I realized that my foot might be broken (though the doctor didn’t think so), so I canceled my travel plans. The next day the man of the house where I was staying accompanied me to the “expensive” hospital. On the quiet Sunday morning, I was the only person in the emergency room. They asked me check in questions (including taking my blood sugar), took ex rays, gave me a shot of pain meds, had an orthopedist look at it, and proscribed me an antibiotic, antiinflamitory, something in case this affected my digestion, pain meds, and a week of bed rest. Most of the time, I spent laying on a bed with a curtain around it reading my book. The whole trip to the hospital cost me 865 rupees – about $18.

 

Sadly, being Sunday, the crutches store was closed (the hospital doesn’t sell them). I spent Sunday hopping around the home stay trying to arrange a Kerala adventure that didn’t involve walking. The people at the home stay were amazingly helpful even spending the morning with me at the hospital. And since I was there at lunch time, they fed me lunch in addition to the amazing food they served for breakfast and dinner. Finally I gave up and realized that I would be better off going home so that at least I was kicking around my own space and could live in my pjs for the week, so Monday night I flew home (after acquiring crutches and going to the government shop to buy souvenirs). My two nights of stay and 5 included meals ended up costing my 1,200 rupees – $24. They even tried to tell me the tip I gave them was too much.

 

At the airport in Kerala I hobbled around on my crutches (I still don’t like to have to be reliant on people and being limited by it). But I noticed that my hands were starting to get blistered (I forgot how much crutches hurt), so when we arrived in Mumbai, knowing how big an airport it was, I said yes to a wheelchair. What I didn’t realized was that most flights (especially domestic) don’t actually go to the gate.
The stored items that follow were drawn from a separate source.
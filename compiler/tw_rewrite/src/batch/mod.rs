//! Rewriting many independent tags at once.
//!
//! Tags do not depend on one another, so a batch is rewritten in parallel
//! with Rayon. Each tag gets its own sink; the sinks are merged through a
//! [`DiagnosticQueue`], whose flush puts diagnostics back in document order.

use rayon::prelude::*;
use tracing::debug;
use tw_diagnostic::{Diagnostic, DiagnosticConfig, DiagnosticQueue};
use tw_ir::RewrittenTag;

use crate::{rewrite_tag, TagRewriteRequest};

/// Output of [`rewrite_tags`].
#[derive(Clone, Debug, Default)]
pub struct RewriteBatch {
    /// One rewritten tag per request, in request order.
    pub tags: Vec<RewrittenTag>,
    /// Diagnostics from every tag, sorted by location.
    pub diagnostics: Vec<Diagnostic>,
}

/// Rewrite every tag in `requests`.
///
/// Produces the same tags and diagnostics as rewriting the requests one
/// after another into a [`DiagnosticQueue`] built from `config`.
pub fn rewrite_tags(requests: &[TagRewriteRequest<'_>], config: DiagnosticConfig) -> RewriteBatch {
    let results: Vec<(RewrittenTag, Vec<Diagnostic>)> = if requests.len() <= 1 {
        requests.iter().map(rewrite_one).collect()
    } else {
        requests.par_iter().map(rewrite_one).collect()
    };

    let mut queue = DiagnosticQueue::with_config(config);
    let mut tags = Vec::with_capacity(results.len());
    for (tag, diagnostics) in results {
        for diagnostic in diagnostics {
            queue.add(diagnostic);
        }
        tags.push(tag);
    }

    let dropped = queue.dropped_count();
    let diagnostics = queue.flush();
    debug!(
        tags = tags.len(),
        diagnostics = diagnostics.len(),
        dropped,
        "rewrote tag batch"
    );

    RewriteBatch { tags, diagnostics }
}

fn rewrite_one(request: &TagRewriteRequest<'_>) -> (RewrittenTag, Vec<Diagnostic>) {
    let mut sink = Vec::new();
    let tag = rewrite_tag(request, &mut sink);
    (tag, sink)
}

#[cfg(test)]
#[allow(clippy::unwrap_used, reason = "Tests use unwrap for brevity")]
mod tests;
Instead, you unload down the stairs onto the tarmac where the bus drives you the 100 yards to the building (they won’t let you walk – I tried when I first got to Kerala) This turned into the most terrifying aspect of the whole experience wherein 4 men carried me backwards in a wheelchair down the stairs. I tried to get them to let me hobble down the steps, but they had already taken my crutches. There was definitely a point at which they almost dropped me and none of it felt safe at all.

 

Now, I am home safe and sound and hobbling around my own house. It is a combination of getting stuff done in my life that can be done while sitting on the couch with my foot up, and watching movies and knitting, and building my crutches muscles. Everyone has been amazing and my boss, A’s, mom has been sending over lunch for the last two day. My foot is still huge but is turning from a lovely shade of purple to a sickly shade of green. I am hoping that by next week I might be able to walk on it – the 2 flights of stairs at the construction site are going to be a lot of work otherwise.

 

Overall, I really can’t do much other than laugh at myself. If my foot wasn’t still huge it would almost seem like a surreal dream adventure. I think it is one Indian adventure I am happy to only experience once.